Dabei sollen zwischen HLA-Klasse-I- und HLA-Klasse-II-Antigenen unterschieden, der Organtransport und die Organqualität berücksichtigt werden. Zusätzlich wird ein Altersmatching eingeführt.

Ziel ist es, dass besonders junge Empfänger mit hoher Wahrscheinlichkeit einer Re-Transplantation Organe mit möglichst guter HLA-Kompatibilität erhalten. Denn ältere Transplantatempfänger sterben meist mit einem funktionierenden Organ, während junge Patienten im Verlauf häufig erneut eine Transplantation benötigen.

Nach Angaben von Tönshoff sollen Spender nach Alter und Risikofaktoren kategorisiert werden. Die Allokation wird nicht mehr nach einem Punkte-Score vorgenommen werden, sondern anhand definierter Allokationsstufen. Die Wartezeit wird dabei nur noch sekundär eine Rolle spielen, wobei pädiatrische Patienten weiterhin mit einem Multiplikationsfaktor gegenüber Erwachsenen bevorzugt werden.

Simulationsrechnungen haben ergeben, dass sich auf diese Weise die HLA-Übereinstimmung zwischen Spender und Empfänger deutlich verbessern lässt. Dies würde sich günstig auf das Transplantatüberleben auswirken.

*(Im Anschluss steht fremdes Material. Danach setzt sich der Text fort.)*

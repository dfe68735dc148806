use anyhow::{Context, Result};
use serde::{Deserialize, Serialize};
use std::collections::BTreeMap;
use std::fs;
use std::path::Path;

use crate::models::{Design, DesignId, Requirement, RequirementId, RequirementStatus};

/// Every requirement and design in the database
#[derive(Debug, Clone, PartialEq, Serialize, Deserialize)]
pub struct Snapshot {
    pub requirements: Vec<Requirement>,
    pub designs: Vec<Design>,
}

impl Snapshot {
    pub fn new(requirements: Vec<Requirement>, designs: Vec<Design>) -> Self {
        Self {
            requirements,
            designs,
        }
    }
}

/// A design as referenced from a matrix row
#[derive(Debug, Clone, PartialEq, Eq, Serialize, Deserialize)]
pub struct DesignRef {
    pub id: DesignId,
    pub name: String,
}

#[derive(Debug, Clone, PartialEq, Serialize, Deserialize)]
pub struct MatrixRow {
    pub requirement_id: RequirementId,
    pub title: String,
    pub status: RequirementStatus,
    pub designs: Vec<DesignRef>,
}

#[derive(Debug, Clone, Default, PartialEq, Serialize, Deserialize)]
pub struct Coverage {
    pub total: usize,
    pub covered: usize,
    /// Requirements with no linked design
    pub uncovered: Vec<RequirementId>,
}

impl Coverage {
    /// Share of requirements with at least one design, 0-100
    pub fn percent(&self) -> f64 {
        if self.total == 0 {
            return 0.0;
        }
        self.covered as f64 * 100.0 / self.total as f64
    }
}

/// Requirement to design traceability
#[derive(Debug, Clone, PartialEq, Serialize, Deserialize)]
pub struct TraceabilityMatrix {
    pub rows: Vec<MatrixRow>,
    pub coverage: Coverage,
    /// Designs that trace to no requirement
    pub orphan_designs: Vec<DesignRef>,
}

impl TraceabilityMatrix {
    pub fn build(requirements: &[Requirement], designs: &[Design]) -> Self {
        let names: BTreeMap<DesignId, &str> = designs
            .iter()
            .filter_map(|d| d.id.map(|id| (id, d.name.as_str())))
            .collect();

        let mut coverage = Coverage {
            total: requirements.len(),
            ..Coverage::default()
        };

        let rows = requirements
            .iter()
            .map(|req| {
                let linked: Vec<DesignRef> = req
                    .design_ids
                    .iter()
                    .map(|id| DesignRef {
                        id: *id,
                        name: names.get(id).map(|n| n.to_string()).unwrap_or_default(),
                    })
                    .collect();

                if linked.is_empty() {
                    coverage.uncovered.push(req.id.clone());
                } else {
                    coverage.covered += 1;
                }

                MatrixRow {
                    requirement_id: req.id.clone(),
                    title: req.title.clone(),
                    status: req.status,
                    designs: linked,
                }
            })
            .collect();

        let orphan_designs = designs
            .iter()
            .filter(|d| d.requirement_ids.is_empty())
            .filter_map(|d| {
                d.id.map(|id| DesignRef {
                    id,
                    name: d.name.clone(),
                })
            })
            .collect();

        Self {
            rows,
            coverage,
            orphan_designs,
        }
    }
}

fn write_pretty_json<T: Serialize>(value: &T, output_path: &Path) -> Result<()> {
    let json = serde_json::to_string_pretty(value)?;

    if let Some(parent) = output_path.parent() {
        if !parent.as_os_str().is_empty() {
            fs::create_dir_all(parent)
                .with_context(|| format!("Failed to create directory {:?}", parent))?;
        }
    }

    fs::write(output_path, json)
        .with_context(|| format!("Failed to write export to {:?}", output_path))?;
    Ok(())
}

/// Writes the full dataset as pretty-printed JSON
pub fn export_snapshot_to_json(snapshot: &Snapshot, output_path: &Path) -> Result<()> {
    write_pretty_json(snapshot, output_path)?;
    log::info!(
        "Exported {} requirement(s) and {} design(s) to {}",
        snapshot.requirements.len(),
        snapshot.designs.len(),
        output_path.display()
    );
    Ok(())
}

/// Writes the traceability matrix as pretty-printed JSON
pub fn export_matrix_to_json(matrix: &TraceabilityMatrix, output_path: &Path) -> Result<()> {
    write_pretty_json(matrix, output_path)?;
    log::info!(
        "Exported traceability matrix ({}/{} covered) to {}",
        matrix.coverage.covered,
        matrix.coverage.total,
        output_path.display()
    );
    Ok(())
}

#[cfg(test)]
mod tests {
    use super::*;
    use crate::models::{DesignStatus, DesignType, Priority};
    use chrono::Utc;
    use std::collections::BTreeSet;
    use tempfile::tempdir;

    fn requirement(id: &str, title: &str, design_ids: &[DesignId]) -> Requirement {
        let now = Utc::now();
        Requirement {
            id: id.to_string(),
            title: title.to_string(),
            description: String::new(),
            status: RequirementStatus::Draft,
            priority: Priority::Medium,
            category: None,
            parent_id: None,
            verification_criteria: String::new(),
            design_ids: design_ids.iter().copied().collect(),
            created_at: now,
            updated_at: now,
        }
    }

    fn design(id: DesignId, name: &str, requirement_ids: &[&str]) -> Design {
        let now = Utc::now();
        Design {
            id: Some(id),
            name: name.to_string(),
            description: "body".to_string(),
            design_type: DesignType::Component,
            status: DesignStatus::Draft,
            requirement_ids: requirement_ids.iter().map(|s| s.to_string()).collect(),
            created_at: now,
            updated_at: now,
        }
    }

    fn sample() -> (Vec<Requirement>, Vec<Design>) {
        (
            vec![
                requirement("REQ-001", "Login flow", &[1, 2]),
                requirement("REQ-002", "Logout flow", &[]),
                requirement("REQ-003", "Audit trail", &[2]),
            ],
            vec![
                design(1, "Login page", &["REQ-001"]),
                design(2, "Session store", &["REQ-001", "REQ-003"]),
                design(3, "Unused widget", &[]),
            ],
        )
    }

    #[test]
    fn test_matrix_rows_and_coverage() {
        let (requirements, designs) = sample();
        let matrix = TraceabilityMatrix::build(&requirements, &designs);

        assert_eq!(matrix.rows.len(), 3);
        assert_eq!(
            matrix.rows[0].designs,
            vec![
                DesignRef {
                    id: 1,
                    name: "Login page".to_string()
                },
                DesignRef {
                    id: 2,
                    name: "Session store".to_string()
                },
            ]
        );
        assert_eq!(matrix.coverage.total, 3);
        assert_eq!(matrix.coverage.covered, 2);
        assert_eq!(matrix.coverage.uncovered, vec!["REQ-002".to_string()]);
        assert_eq!(matrix.orphan_designs.len(), 1);
        assert_eq!(matrix.orphan_designs[0].id, 3);
    }

    #[test]
    fn test_empty_matrix() {
        let matrix = TraceabilityMatrix::build(&[], &[]);
        assert!(matrix.rows.is_empty());
        assert_eq!(matrix.coverage.percent(), 0.0);
    }

    #[test]
    fn test_coverage_percent() {
        let coverage = Coverage {
            total: 4,
            covered: 3,
            uncovered: vec!["REQ-004".to_string()],
        };
        assert_eq!(coverage.percent(), 75.0);
    }

    #[test]
    fn test_export_snapshot_to_json() -> Result<()> {
        let dir = tempdir()?;
        let path = dir.path().join("out").join("snapshot.json");
        let (requirements, designs) = sample();
        let snapshot = Snapshot::new(requirements, designs);

        export_snapshot_to_json(&snapshot, &path)?;

        let loaded: Snapshot = serde_json::from_str(&fs::read_to_string(&path)?)?;
        assert_eq!(loaded, snapshot);
        Ok(())
    }

    #[test]
    fn test_export_matrix_to_json() -> Result<()> {
        let dir = tempdir()?;
        let path = dir.path().join("matrix.json");
        let (requirements, designs) = sample();

        export_matrix_to_json(&TraceabilityMatrix::build(&requirements, &designs), &path)?;

        let value: serde_json::Value = serde_json::from_str(&fs::read_to_string(&path)?)?;
        assert_eq!(value["coverage"]["covered"], 2);
        assert_eq!(value["rows"][0]["requirement_id"], "REQ-001");
        assert_eq!(value["orphan_designs"][0]["name"], "Unused widget");
        Ok(())
    }

    #[test]
    fn test_dangling_design_reference_has_empty_name() {
        let requirements = vec![requirement("REQ-001", "Login", &[9])];
        let matrix = TraceabilityMatrix::build(&requirements, &[]);
        assert_eq!(matrix.rows[0].designs[0].name, "");
        assert_eq!(BTreeSet::from([9]), requirements[0].design_ids);
    }
}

Bei Erwachsenen verlängert sich nach den Berechnungen mit dem neuen Allokationssystem die durchschnittliche Wartezeit nicht. Kinder würden im Mittel ein Jahr länger als bislang warten müssen.

Abwägung von Urämiezeit und HLA-Matching

Es gelte, so Tönshoff, im Algorithmus eine verlängerte Urämiezeit gegen ein verbessertes HLA-Matching abzuwägen. Möglicherweise ließe sich mit einem noch höheren Multiplikationsfaktor, als bisher kalkuliert, die Wartezeit weiter verkürzen. Das scheint allerdings umstritten zu sein. Wie genau die neuen Allokationskriterien künftig umgesetzt werden, ist im Moment noch offen.

Das Nierentransplantat-Überleben hat sich in den vergangenen zehn Jahren deutlich verbessert, sagte Professor Paul Grimm von der Stanford University in Palo Alto im US-Staat Kalifornien bei der Tagung.

Die Raten nach Lebend- und nach postmortaler Spende haben sich einander angenähert: Etwa 80 Prozent der Nierentransplantate funktionierten noch sieben Jahre nach Transplantation, erklärte Grimm. Und über 95 Prozent der Patienten leben noch sieben Jahre nach der Transplantation.

"Dennoch hat die Lebendspende sehr viele Vorteile", betonte der Kindernephrologe. So ist das Transplantatüberleben im Durchschnitt nach wie vor besser, vor allem wenn man die Merkmalsübereinstimmung zwischen Spender und Empfänger einbezieht.

"Selbst die am besten gematchte postmortale Spenderniere erreicht nicht die Überlebensrate der am schlechtesten gematchten Lebend-Spenderniere."